In the first book of this brilliant series, Stephen King introduces readers to one of his most enigmatic heroes, Roland of Gilead, The Last Gunslinger. He is a haunting figure, a loner on a spellbinding journey into good and evil. In his desolate world, which frighteningly mirrors our own, Roland pursues The Man in Black, encounters an alluring woman named Alice, and begins a friendship with the Kid from Earth called Jake. Both grippingly realistic and eerily dreamlike, The Gunslinger leaves readers eagerly awaiting the next chapter.
From the very first sentence, I could feel that this was the beginning of a big, epic story. Even without the knowledge of six (by now seven) books to follow, you sense it between the lines, in the way Roland behaves and from the memories he shares. The desert is a rather empty place and the only thing we know about Roland in the beginning is that he needs to catch this man in black.
As plot goes, I didn’t like this book too much. Stephen King delivers his usual very short chapters – sometimes even just one line – which keeps you going more easily, but the lack of things happenening made this a surprisingly hard read to me. I think now that I’ve read a few more volumes in the series, I’d love to go back and revisit the beginning.

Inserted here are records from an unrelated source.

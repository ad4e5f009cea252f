//! The driver-thread half of the pipeline.

use std::sync::Arc;
use std::sync::atomic::Ordering;

use web_time::Instant;

use crate::error::{Error, Result};
use crate::geom::{Ray, Viewport};
use crate::pick::{PickCompletion, PickedObjectList};
use crate::render::{Frame, FrameState, PickRequest, RenderContext};
use crate::resource::RenderResourceCache;
use crate::scene::Scene;

use super::messages::{DriverMessage, RedrawHandle};
use super::metrics::PipelineMetrics;
use super::Shared;

/// Outcome of [`FrameDriver::produce_frame`].
#[derive(Debug, Clone, Copy, PartialEq, Eq)]
pub enum ProduceStatus {
    /// A frame was assembled and queued for the GPU thread.
    Queued,
    /// The GPU thread is behind; try again on the next refresh.
    Backpressured,
    Paused,
    /// There is no surface to draw to yet.
    NoSurface,
}

/// Owns the scene and assembles frames. Lives on the driver thread.
pub struct FrameDriver {
    shared: Arc<Shared>,
    scene: Scene,
    handle: RedrawHandle,
    messages: async_channel::Receiver<DriverMessage>,
    viewport: Viewport,
    redraw_pending: bool,
    sequence: u64,
}

impl FrameDriver {
    pub(super) fn new(
        shared: Arc<Shared>,
        mut scene: Scene,
        handle: RedrawHandle,
        messages: async_channel::Receiver<DriverMessage>,
    ) -> Self {
        scene.field_of_view = shared.config.field_of_view;
        Self {
            shared,
            scene,
            handle,
            messages,
            viewport: Viewport::default(),
            redraw_pending: false,
            sequence: 0,
        }
    }

    #[must_use]
    pub fn scene(&self) -> &Scene {
        &self.scene
    }

    /// The scene, for camera and layer changes. Call
    /// [`Self::request_redraw`] afterwards to show them.
    pub fn scene_mut(&mut self) -> &mut Scene {
        &mut self.scene
    }

    /// A handle for requesting redraws from other threads.
    #[must_use]
    pub fn redraw_handle(&self) -> RedrawHandle {
        self.handle.clone()
    }

    #[must_use]
    pub fn resources(&self) -> &Arc<RenderResourceCache> {
        &self.shared.resources
    }

    #[must_use]
    pub fn viewport(&self) -> Viewport {
        self.viewport
    }

    pub fn set_viewport(&mut self, viewport: Viewport) {
        self.viewport = viewport;
        self.request_redraw();
    }

    /// Ask for a frame on the next display refresh. Repeated calls before
    /// then have no further effect.
    pub fn request_redraw(&mut self) {
        if !self.redraw_pending {
            self.redraw_pending = true;
            self.shared.host.register_redraw();
        }
    }

    #[must_use]
    pub fn is_redraw_pending(&self) -> bool {
        self.redraw_pending
    }

    #[must_use]
    pub fn is_paused(&self) -> bool {
        self.shared.paused.load(Ordering::Acquire)
    }

    /// Handle every message sent from other threads.
    pub fn process_messages(&mut self) -> usize {
        let mut handled = 0;
        while let Ok(message) = self.messages.try_recv() {
            handled += 1;
            match message {
                DriverMessage::RequestRedraw => {
                    self.handle.acknowledge_redraw();
                    self.request_redraw();
                }
                DriverMessage::ClearCache => {
                    self.shared.resources.clear();
                    self.request_redraw();
                }
                DriverMessage::SetViewport(viewport) => self.set_viewport(viewport),
                DriverMessage::SurfaceDestroyed => {
                    let recycled = self.shared.drain_frames(true);
                    self.viewport = Viewport::default();
                    tracing::info!("Surface destroyed, recycled {recycled} frames");
                }
            }
        }
        handled
    }

    /// Called by the host once per display refresh while a redraw is pending.
    pub fn on_display_refresh(&mut self) {
        self.process_messages();
        if !self.redraw_pending {
            return;
        }
        self.redraw_pending = false;
        if self.produce_frame() == ProduceStatus::Backpressured {
            self.redraw_pending = true;
        } else if !self.redraw_pending {
            self.shared.host.unregister_redraw();
        }
    }

    /// Assemble a redraw frame and queue it for the GPU thread.
    ///
    /// Never blocks: when the queue is full or the pool is empty, assembly is
    /// skipped and [`ProduceStatus::Backpressured`] returned.
    pub fn produce_frame(&mut self) -> ProduceStatus {
        if self.is_paused() {
            return ProduceStatus::Paused;
        }
        if self.viewport.is_empty() {
            return ProduceStatus::NoSurface;
        }

        let queued = self.shared.lock_queues().redraw.len();
        let frame = if queued < self.shared.config.max_frame_queue_size {
            self.shared.pool.acquire()
        } else {
            None
        };
        let Some(mut frame) = frame else {
            self.shared.lock_metrics().backpressured_frames += 1;
            tracing::trace!("Frame queue full, skipping assembly");
            return ProduceStatus::Backpressured;
        };

        self.assemble(&mut frame);
        self.shared.lock_queues().redraw.push_back(frame);
        self.shared.host.request_render();
        ProduceStatus::Queued
    }

    /// Objects under a screen point, origin at the top-left.
    ///
    /// Blocks until the GPU thread resolves the pick. A paused pipeline or a
    /// point outside the viewport yields an empty list.
    pub fn pick(&mut self, x: f64, y: f64) -> Result<PickedObjectList> {
        if self.is_paused() || self.viewport.is_empty() {
            return Ok(PickedObjectList::new());
        }
        let view = self.scene.view_state(self.viewport);
        let column = x.floor() as i32;
        let row = view.flip_y(y).ceil() as i32 - 1;
        if !self.viewport.contains(column, row) {
            return Ok(PickedObjectList::new());
        }

        let region = Viewport::new(column - 1, row - 1, 3, 3).intersection(&self.viewport);
        let ray = view.ray_through_screen_point(x, y);
        self.run_pick(region, Some((column, row)), ray)
    }

    /// Objects within a screen rectangle whose top-left corner is at `(x, y)`.
    pub fn pick_region(&mut self, x: f64, y: f64, width: f64, height: f64) -> Result<PickedObjectList> {
        if self.is_paused() || self.viewport.is_empty() {
            return Ok(PickedObjectList::new());
        }
        let top = f64::from(self.viewport.y + self.viewport.height) - (y + height);
        let region = Viewport::new(
            x.floor() as i32,
            top.floor() as i32,
            width.ceil() as i32,
            height.ceil() as i32,
        )
        .intersection(&self.viewport);
        if region.is_empty() {
            return Ok(PickedObjectList::new());
        }
        self.run_pick(region, None, None)
    }

    fn run_pick(
        &mut self,
        region: Viewport,
        point: Option<(i32, i32)>,
        ray: Option<Ray>,
    ) -> Result<PickedObjectList> {
        let timeout = self.shared.config.pick_timeout();
        let start = Instant::now();
        self.shared.lock_metrics().picks += 1;

        let Some(mut frame) = self.shared.pool.acquire_timeout(timeout) else {
            return Err(self.pick_timed_out(timeout));
        };
        let completion = PickCompletion::new();
        frame.pick = Some(PickRequest {
            viewport: region,
            point,
            ray,
            completion: Arc::clone(&completion),
        });

        self.assemble(&mut frame);
        self.shared.lock_queues().pick.push_back(frame);
        self.shared.host.request_render();

        // Waiting for a frame and for the result share one deadline.
        let remaining = timeout.saturating_sub(start.elapsed());
        completion
            .wait(remaining)
            .ok_or_else(|| self.pick_timed_out(timeout))
    }

    fn pick_timed_out(&self, waited: std::time::Duration) -> Error {
        self.shared.lock_metrics().pick_timeouts += 1;
        tracing::warn!("Pick not resolved within {} ms", waited.as_millis());
        Error::PickTimeout { waited }
    }

    fn assemble(&mut self, frame: &mut Frame) {
        self.sequence += 1;
        frame.sequence = self.sequence;
        frame.state = FrameState::Assembling;
        frame.clear_color = self.shared.config.clear_color;

        let start = Instant::now();
        let view = self.scene.view_state(self.viewport);
        let redraw_requested = {
            let mut rc = RenderContext::new(view, Arc::clone(&self.shared.resources), frame);
            if let Err(e) = self.shared.controller.render_frame(&mut self.scene, &mut rc) {
                tracing::error!("Frame {} assembly failed: {e}", self.sequence);
            }
            rc.redraw_requested()
        };
        self.shared.lock_metrics().render.record(start.elapsed());
        frame.state = FrameState::Queued;

        if redraw_requested && !frame.is_pick_frame() {
            self.request_redraw();
        }
    }

    /// Stop producing frames, recycle every queued frame and drop the
    /// resource cache, as when the surface is hidden.
    pub fn pause(&mut self) {
        if self.shared.paused.swap(true, Ordering::AcqRel) {
            return;
        }
        let recycled = self.shared.drain_frames(true);
        self.shared.resources.clear();
        if self.redraw_pending {
            self.redraw_pending = false;
            self.shared.host.unregister_redraw();
        }
        tracing::info!("Pipeline paused, recycled {recycled} frames");
    }

    pub fn resume(&mut self) {
        if !self.shared.paused.swap(false, Ordering::AcqRel) {
            return;
        }
        tracing::info!("Pipeline resumed");
        self.request_redraw();
    }

    /// Return every frame not yet submitted to the pool. Waiting picks
    /// resolve to empty lists.
    pub fn discard_pending(&mut self) -> usize {
        let discarded = self.shared.drain_frames(false);
        self.shared.lock_metrics().discarded_frames += discarded as u64;
        discarded
    }

    #[must_use]
    pub fn metrics(&self) -> PipelineMetrics {
        let (queued_redraw_frames, queued_pick_frames) = {
            let queues = self.shared.lock_queues();
            (queues.redraw.len(), queues.pick.len())
        };
        PipelineMetrics {
            frames: *self.shared.lock_metrics(),
            queued_redraw_frames,
            queued_pick_frames,
            live_frames: self.shared.pool.live(),
            pool_capacity: self.shared.pool.capacity(),
            cache: self.shared.resources.stats(),
        }
    }
}

impl std::fmt::Debug for FrameDriver {
    fn fmt(&self, f: &mut std::fmt::Formatter<'_>) -> std::fmt::Result {
        f.debug_struct("FrameDriver")
            .field("viewport", &self.viewport)
            .field("redraw_pending", &self.redraw_pending)
            .field("sequence", &self.sequence)
            .finish_non_exhaustive()
    }
}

But being thrown into that universe, not really knowing what is going on, where we are, who the hell Roland is anyway and why he’s so obsessed with the Tower, made it hard for me to be engaged in the story.
That said, Stephen King’s style (and I sound like a broken record here) leaves nothing to be desired. He finds the right balance between descriptions and the characters’ inner conflict, of dialogue and action. Not everybody likes short chapters, I find they keep me reading faster and longer. If you know that the chapter will end very soon, you’re more likely to push through those few pages, only to find that something really awesome happened – which sends you right into the next chapter.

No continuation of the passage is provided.